The second season of The Real Housewives of Atlanta, an American reality television series, was broadcast on Bravo. It aired from July 30, 2009 until November 12, 2009, and was primarily filmed in Atlanta, Georgia. Its executive producers are Lauren Eskelin, Lorraine Haughton, Glenda Hersh, Carlos King, Steven Weinstock and Andy Cohen.

The Real Housewives of Atlanta focuses on the lives of NeNe Leakes, Shereé Whitfield, Lisa Wu-Hartwell, Kim Zolciak and Kandi Burruss. It consisted of sixteen episodes.

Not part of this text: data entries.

//! Checked value arithmetic.
//!
//! Every monetary quantity in the wallet core is a [`BoxValue`]: a `u64`
//! counted in the smallest indivisible unit. No floating point anywhere
//! near money, and no wrapping either — arithmetic that would leave the
//! 64-bit range is an error value, never a silent truncation.

use serde::{Deserialize, Serialize};
use std::fmt;
use thiserror::Error;

use crate::config::MAX_TOKENS_PER_BOX;

/// Errors produced by checked arithmetic over values and token balances.
#[derive(Debug, Error, Clone, PartialEq, Eq)]
pub enum ArithmeticError {
    /// An addition or multiplication left the 64-bit range.
    #[error("amount overflow: {a} + {b} exceeds the 64-bit range")]
    AmountOverflow { a: u64, b: u64 },

    /// A subtraction went below zero.
    #[error("amount underflow: cannot subtract {b} from {a}")]
    AmountUnderflow { a: u64, b: u64 },

    /// Token aggregation produced more distinct token ids than a box may hold.
    #[error("too many tokens: {count} distinct token ids, limit is {limit}")]
    TooManyTokens { count: usize, limit: usize },
}

impl ArithmeticError {
    /// The token slot bound violation, with the limit filled in.
    pub(crate) fn too_many_tokens(count: usize) -> Self {
        Self::TooManyTokens {
            count,
            limit: MAX_TOKENS_PER_BOX,
        }
    }
}

/// A non-negative amount in the smallest indivisible unit.
///
/// `BoxValue` is `Copy` and totally ordered; the only way to combine two of
/// them is through the checked operations below.
#[derive(Clone, Copy, Debug, PartialEq, Eq, PartialOrd, Ord, Hash, Serialize, Deserialize)]
#[serde(transparent)]
pub struct BoxValue(u64);

impl BoxValue {
    /// The zero amount.
    pub const ZERO: Self = Self(0);

    /// The largest representable amount.
    pub const MAX: Self = Self(u64::MAX);

    /// Wrap a raw unit count.
    pub fn new(raw: u64) -> Self {
        Self(raw)
    }

    /// The raw unit count.
    pub fn raw(&self) -> u64 {
        self.0
    }

    /// Whether this amount is zero.
    pub fn is_zero(&self) -> bool {
        self.0 == 0
    }

    /// Checked addition. Fails with [`ArithmeticError::AmountOverflow`]
    /// instead of wrapping.
    pub fn checked_add(self, other: Self) -> Result<Self, ArithmeticError> {
        self.0
            .checked_add(other.0)
            .map(Self)
            .ok_or(ArithmeticError::AmountOverflow {
                a: self.0,
                b: other.0,
            })
    }

    /// Checked subtraction. Fails with [`ArithmeticError::AmountUnderflow`]
    /// if `other > self`.
    pub fn checked_sub(self, other: Self) -> Result<Self, ArithmeticError> {
        self.0
            .checked_sub(other.0)
            .map(Self)
            .ok_or(ArithmeticError::AmountUnderflow {
                a: self.0,
                b: other.0,
            })
    }

    /// Checked multiply-by-count, for "n boxes of this value" style sums.
    pub fn checked_mul(self, count: u64) -> Result<Self, ArithmeticError> {
        self.0
            .checked_mul(count)
            .map(Self)
            .ok_or(ArithmeticError::AmountOverflow {
                a: self.0,
                b: count,
            })
    }
}

impl fmt::Display for BoxValue {
    fn fmt(&self, f: &mut fmt::Formatter<'_>) -> fmt::Result {
        write!(f, "{}", self.0)
    }
}

impl From<u64> for BoxValue {
    fn from(raw: u64) -> Self {
        Self(raw)
    }
}

/// Sum a sequence of values with checked addition.
pub fn sum_box_values<'a, I>(values: I) -> Result<BoxValue, ArithmeticError>
where
    I: IntoIterator<Item = &'a BoxValue>,
{
    let mut total = BoxValue::ZERO;
    for v in values {
        total = total.checked_add(*v)?;
    }
    Ok(total)
}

This season marked the final regular appearance of Lisa Wu.

Production and crew
The season premiered "The Lost Footage" which was aired on October 7, 2008, and centered on unseen footage of the season prior. The season officially began with "New Attitude, Same ATL" on July 30, 2009, while the thirteenth episode "Catwalks & Cat Fights" served as the season finale, and was aired on October 22, 2009. It was followed by a two-part reunion special that aired on  October 29, and November 5, 2009 and this season's lost footage episode which marked the conclusion of the season and was broadcast on November 12, 2009. Lauren Eskelin, Lorraine Haughton, Glenda Hersh, Carlos King, and Steven Weinstock are recognized as the series' executive producers; it is produced and distributed by True Entertainment, an American subsidiary of the Italian corporation Endemol.

Cast and synopsis
Shortly after season 1, DeShawn Snow revealed she had been let go from the series and alleged that producers considered her to be "too human for a circus show" and was replaced by former Xscape member Kandi Burruss. Burruss had recently become engaged to her boyfriend A.J. and expressed interest in reviving her music career. During the second season, an attempted reconciliation between Leakes, Whitfield, and Zolciak failed to come to fruition, while a feud developed between Leakes and Burruss after the latter became friends with Zolciak and helped her record her single "Tardy for the Party". Meanwhile, Zolciak attempted to launch her own wig line and became engaged to Big Papa, while Wu-Hartwell and Whitfield launched their own clothing collections.

Episodes

References

External links

2009 American television seasons
Atlanta (season 2)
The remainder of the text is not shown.